Record excerpts below:

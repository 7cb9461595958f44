//! SQLite backend for the casebot case repository.
//!
//! Wraps [`tokio_rusqlite`] so all database access runs on a dedicated thread
//! without blocking the async runtime.

mod encode;
mod schema;
mod store;

pub mod error;

pub use error::{Error, Result};
pub use store::SqliteStore;
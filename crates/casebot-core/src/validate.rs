//! Field validators: pure checks of one raw text input against the kind of
//! value a dialogue step expects.
//!
//! A validator never looks at other answers; consistency between fields is
//! the job of [`cross_check`](crate::cross_check).

use std::num::IntErrorKind;

use chrono::NaiveDate;
use serde::{Deserialize, Serialize};
use thiserror::Error;

use crate::model::CrimeCategory;

// ─── Answers ─────────────────────────────────────────────────────────────────

/// A validated value, as recorded in the conversation state.
#[derive(Debug, Clone, PartialEq, Eq, Serialize, Deserialize)]
#[serde(tag = "kind", content = "value", rename_all = "snake_case")]
pub enum Answer {
  Integer(i64),
  Date(NaiveDate),
  Text(String),
  Crime(CrimeCategory),
}

impl Answer {
  pub fn as_integer(&self) -> Option<i64> {
    match self {
      Self::Integer(v) => Some(*v),
      _ => None,
    }
  }

  pub fn as_date(&self) -> Option<NaiveDate> {
    match self {
      Self::Date(d) => Some(*d),
      _ => None,
    }
  }

  pub fn as_text(&self) -> Option<&str> {
    match self {
      Self::Text(t) => Some(t),
      _ => None,
    }
  }

  pub fn as_crime(&self) -> Option<CrimeCategory> {
    match self {
      Self::Crime(c) => Some(*c),
      _ => None,
    }
  }
}

impl std::fmt::Display for Answer {
  fn fmt(&self, f: &mut std::fmt::Formatter<'_>) -> std::fmt::Result {
    match self {
      Self::Integer(v) => write!(f, "{v}"),
      Self::Date(d) => write!(f, "{}", d.format("%d/%m/%Y")),
      Self::Text(t) => f.write_str(t),
      Self::Crime(c) => write!(f, "{c}"),
    }
  }
}

// ─── Errors ──────────────────────────────────────────────────────────────────

/// Why a raw input was refused. The `Display` text is shown to the reporter,
/// so every variant names what was expected.
#[derive(Debug, Clone, PartialEq, Eq, Error)]
pub enum ValidationError {
  #[error("this answer cannot be empty")]
  Empty,

  #[error("that is not a number; reply with digits only, between {min} and {max}")]
  NotANumber { min: i64, max: i64 },

  #[error("the number must be between {min} and {max}")]
  OutOfRange { min: i64, max: i64 },

  #[error("the date must be written as DD/MM/YYYY, for example 15/05/1984")]
  DateFormat,

  #[error("that day does not exist in the calendar; use DD/MM/YYYY")]
  NotACalendarDate,

  #[error("the date {} is in the future", .0.format("%d/%m/%Y"))]
  FutureDate(NaiveDate),
}

// ─── Validators ──────────────────────────────────────────────────────────────

/// The input kind a step accepts.
#[derive(Debug, Clone, Copy, PartialEq, Eq)]
pub enum Validator {
  /// An integer within inclusive bounds.
  IntegerInRange { min: i64, max: i64 },
  /// A past-or-today date in `DD/MM/YYYY`.
  DateInFormat,
  /// Any non-empty text after trimming.
  FreeText,
  /// Free text classified into a [`CrimeCategory`]; never fails.
  CrimeChoice,
}

impl Validator {
  /// Validate `raw` as of `today`. Surrounding whitespace is ignored.
  pub fn validate(&self, raw: &str, today: NaiveDate) -> Result<Answer, ValidationError> {
    let input = raw.trim();
    match *self {
      Self::IntegerInRange { min, max } => integer_in_range(input, min, max),
      Self::DateInFormat => date_in_format(input, today),
      Self::FreeText => {
        if input.is_empty() {
          Err(ValidationError::Empty)
        } else {
          Ok(Answer::Text(input.to_owned()))
        }
      }
      Self::CrimeChoice => Ok(Answer::Crime(CrimeCategory::classify(input))),
    }
  }
}

fn integer_in_range(input: &str, min: i64, max: i64) -> Result<Answer, ValidationError> {
  let value: i64 = input.parse().map_err(|e: std::num::ParseIntError| match e.kind() {
    IntErrorKind::PosOverflow | IntErrorKind::NegOverflow => {
      ValidationError::OutOfRange { min, max }
    }
    _ => ValidationError::NotANumber { min, max },
  })?;

  if (min..=max).contains(&value) {
    Ok(Answer::Integer(value))
  } else {
    Err(ValidationError::OutOfRange { min, max })
  }
}

fn date_in_format(input: &str, today: NaiveDate) -> Result<Answer, ValidationError> {
  let parts: Vec<&str> = input.split('/').collect();
  let [day, month, year] = parts.as_slice() else {
    return Err(ValidationError::DateFormat);
  };

  let digits = |part: &str, len: usize| {
    part.len() == len && part.bytes().all(|b| b.is_ascii_digit())
  };
  if !digits(*day, 2) || !digits(*month, 2) || !digits(*year, 4) {
    return Err(ValidationError::DateFormat);
  }

  // All three groups are short digit runs, so these parses cannot fail.
  let (Ok(d), Ok(m), Ok(y)) = (day.parse(), month.parse(), year.parse()) else {
    return Err(ValidationError::DateFormat);
  };

  let date = NaiveDate::from_ymd_opt(y, m, d).ok_or(ValidationError::NotACalendarDate)?;
  if date > today {
    return Err(ValidationError::FutureDate(date));
  }
  Ok(Answer::Date(date))
}
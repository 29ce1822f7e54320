use thiserror::Error;

pub type Result<T> = std::result::Result<T, MigrateError>;

const MAX_BODY_CHARS: usize = 300;

#[derive(Debug, Error)]
pub enum MigrateError {
    #[error("{var} is not set; export it before running the migration")]
    MissingCredential { var: &'static str },

    #[error("invalid configuration: {0}")]
    InvalidConfig(String),

    #[error("{method} {url} failed: {source}")]
    Transport {
        method: &'static str,
        url: String,
        #[source]
        source: reqwest::Error,
    },

    #[error("{method} {url} returned {status}: {body}")]
    Status {
        method: &'static str,
        url: String,
        status: u16,
        body: String,
    },
}

impl MigrateError {
    /// Configuration errors abort the run; everything else is per-item.
    pub fn is_configuration(&self) -> bool {
        matches!(
            self,
            MigrateError::MissingCredential { .. } | MigrateError::InvalidConfig(_)
        )
    }

    pub fn status(method: &'static str, url: String, status: u16, body: &str) -> Self {
        let body = body.trim();
        let body = if body.chars().count() > MAX_BODY_CHARS {
            let cut: String = body.chars().take(MAX_BODY_CHARS).collect();
            format!("{cut}...")
        } else {
            body.to_string()
        };
        MigrateError::Status {
            method,
            url,
            status,
            body,
        }
    }
}
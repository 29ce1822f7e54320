pub mod dashboard;
pub mod folder;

End of Record excerpts.

| What needs to be done |
Where does the word "serde" occur in the records? Return every line that holds it.

| Written solution |
use serde::{Deserialize, Serialize};
#[serde(tag = "kind", content = "value", rename_all = "snake_case")]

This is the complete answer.